===== INFORMATION =====

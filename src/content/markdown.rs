//! Markdown rendering for articles

use pulldown_cmark::{html, Event, HeadingLevel, Options, Parser, Tag, TagEnd};

/// Markdown renderer
pub struct MarkdownRenderer {
    options: Options,
}

impl MarkdownRenderer {
    /// Create a new markdown renderer
    pub fn new() -> Self {
        Self {
            options: Options::ENABLE_TABLES
                | Options::ENABLE_FOOTNOTES
                | Options::ENABLE_STRIKETHROUGH
                | Options::ENABLE_TASKLISTS
                | Options::ENABLE_SMART_PUNCTUATION,
        }
    }

    /// Render markdown to HTML
    pub fn render(&self, markdown: &str) -> String {
        let parser = Parser::new_ext(markdown, self.options);
        let mut html_output = String::with_capacity(markdown.len() * 3 / 2);
        html::push_html(&mut html_output, parser);
        html_output
    }

    /// Plain text of the first level-1 heading, used as the page title
    pub fn title(&self, markdown: &str) -> Option<String> {
        let mut in_title = false;
        let mut title = String::new();

        for event in Parser::new_ext(markdown, self.options) {
            match event {
                Event::Start(Tag::Heading {
                    level: HeadingLevel::H1,
                    ..
                }) => in_title = true,
                Event::End(TagEnd::Heading(HeadingLevel::H1)) => break,
                Event::Text(text) | Event::Code(text) if in_title => title.push_str(&text),
                _ => {}
            }
        }

        let title = title.trim();
        if title.is_empty() {
            None
        } else {
            Some(title.to_string())
        }
    }
}

impl Default for MarkdownRenderer {
    fn default() -> Self {
        Self::new()
    }
}
//! Comment-tolerant JSON
//!
//! Accepts standard JSON plus `//` and `#` line comments and `/* */` block comments.
//! Comments are blanked out with spaces before parsing so that line and column
//! numbers reported by `serde_json` still point into the original text.

use serde_json::Value;

/// Parse a comment-tolerant JSON document into a dynamic value
pub fn parse(text: &str) -> serde_json::Result<Value> {
    serde_json::from_str(&strip_comments(text))
}

/// Replace every comment in `text` with whitespace of the same shape
///
/// Newlines inside block comments are kept. Comment markers inside string
/// literals are left alone. An unterminated block comment runs to the end
/// of the input.
pub fn strip_comments(text: &str) -> String {
    let mut out = String::with_capacity(text.len());
    let mut chars = text.chars().peekable();
    let mut state = State::Code;

    while let Some(c) = chars.next() {
        match state {
            State::Code => match c {
                '"' => {
                    state = State::Str;
                    out.push(c);
                }
                '/' if chars.peek() == Some(&'/') => {
                    chars.next();
                    state = State::LineComment;
                    out.push_str("  ");
                }
                '/' if chars.peek() == Some(&'*') => {
                    chars.next();
                    state = State::BlockComment;
                    out.push_str("  ");
                }
                '#' => {
                    state = State::LineComment;
                    out.push(' ');
                }
                _ => out.push(c),
            },
            State::Str => {
                match c {
                    '\\' => {
                        out.push(c);
                        if let Some(escaped) = chars.next() {
                            out.push(escaped);
                        }
                        continue;
                    }
                    '"' => state = State::Code,
                    _ => {}
                }
                out.push(c);
            }
            State::LineComment => {
                if c == '\n' {
                    state = State::Code;
                    out.push(c);
                } else {
                    blank(&mut out, c);
                }
            }
            State::BlockComment => {
                if c == '*' && chars.peek() == Some(&'/') {
                    chars.next();
                    state = State::Code;
                    out.push_str("  ");
                } else {
                    blank(&mut out, c);
                }
            }
        }
    }

    out
}

#[derive(Clone, Copy)]
enum State {
    Code,
    Str,
    LineComment,
    BlockComment,
}

fn blank(out: &mut String, c: char) {
    match c {
        '\n' | '\r' => out.push(c),
        _ => out.push(' '),
    }
}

=====

• _TASK GOAL_
Write out every record shown above, word for word.

• _REPLY TO THE TASK_
filename src/content/markdown.rs
//! Markdown rendering for articles

use pulldown_cmark::{html, Event, HeadingLevel, Options, Parser, Tag, TagEnd};

/// Markdown renderer
pub struct MarkdownRenderer {
    options: Options,
}

impl MarkdownRenderer {
    /// Create a new markdown renderer
    pub fn new() -> Self {
        Self {
            options: Options::ENABLE_TABLES
                | Options::ENABLE_FOOTNOTES
                | Options::ENABLE_STRIKETHROUGH
                | Options::ENABLE_TASKLISTS
                | Options::ENABLE_SMART_PUNCTUATION,
        }
    }

    /// Render markdown to HTML
    pub fn render(&self, markdown: &str) -> String {
        let parser = Parser::new_ext(markdown, self.options);
        let mut html_output = String::with_capacity(markdown.len() * 3 / 2);
        html::push_html(&mut html_output, parser);
        html_output
    }

    /// Plain text of the first level-1 heading, used as the page title
    pub fn title(&self, markdown: &str) -> Option<String> {
        let mut in_title = false;
        let mut title = String::new();

        for event in Parser::new_ext(markdown, self.options) {
            match event {
                Event::Start(Tag::Heading {
                    level: HeadingLevel::H1,
                    ..
                }) => in_title = true,
                Event::End(TagEnd::Heading(HeadingLevel::H1)) => break,
                Event::Text(text) | Event::Code(text) if in_title => title.push_str(&text),
                _ => {}
            }
        }

        let title = title.trim();
        if title.is_empty() {
            None
        } else {
            Some(title.to_string())
        }
    }
}

impl Default for MarkdownRenderer {
    fn default() -> Self {
        Self::new()
    }
}
//! Comment-tolerant JSON
//!
//! Accepts standard JSON plus `//` and `#` line comments and `/* */` block comments.
//! Comments are blanked out with spaces before parsing so that line and column
//! numbers reported by `serde_json` still point into the original text.

use serde_json::Value;

/// Parse a comment-tolerant JSON document into a dynamic value
pub fn parse(text: &str) -> serde_json::Result<Value> {
    serde_json::from_str(&strip_comments(text))
}

/// Replace every comment in `text` with whitespace of the same shape
///
/// Newlines inside block comments are kept. Comment markers inside string
/// literals are left alone. An unterminated block comment runs to the end
/// of the input.
pub fn strip_comments(text: &str) -> String {
    let mut out = String::with_capacity(text.len());
    let mut chars = text.chars().peekable();
    let mut state = State::Code;

    while let Some(c) = chars.next() {
        match state {
            State::Code => match c {
                '"' => {
                    state = State::Str;
                    out.push(c);
                }
                '/' if chars.peek() == Some(&'/') => {
                    chars.next();
                    state = State::LineComment;
                    out.push_str("  ");
                }
                '/' if chars.peek() == Some(&'*') => {
                    chars.next();
                    state = State::BlockComment;
                    out.push_str("  ");
                }
                '#' => {
                    state = State::LineComment;
                    out.push(' ');
                }
                _ => out.push(c),
            },
            State::Str => {
                match c {
                    '\\' => {
                        out.push(c);
                        if let Some(escaped) = chars.next() {
                            out.push(escaped);
                        }
                        continue;
                    }
                    '"' => state = State::Code,
                    _ => {}
                }
                out.push(c);
            }
            State::LineComment => {
                if c == '\n' {
                    state = State::Code;
                    out.push(c);
                } else {
                    blank(&mut out, c);
                }
            }
            State::BlockComment => {
                if c == '*' && chars.peek() == Some(&'/') {
                    chars.next();
                    state = State::Code;
                    out.push_str("  ");
                } else {
                    blank(&mut out, c);
                }
            }
        }
    }

    out
}

#[derive(Clone, Copy)]
enum State {
    Code,
    Str,
    LineComment,
    BlockComment,
}

fn blank(out: &mut String, c: char) {
    match c {
        '\n' | '\r' => out.push(c),
        _ => out.push(' '),
    }
}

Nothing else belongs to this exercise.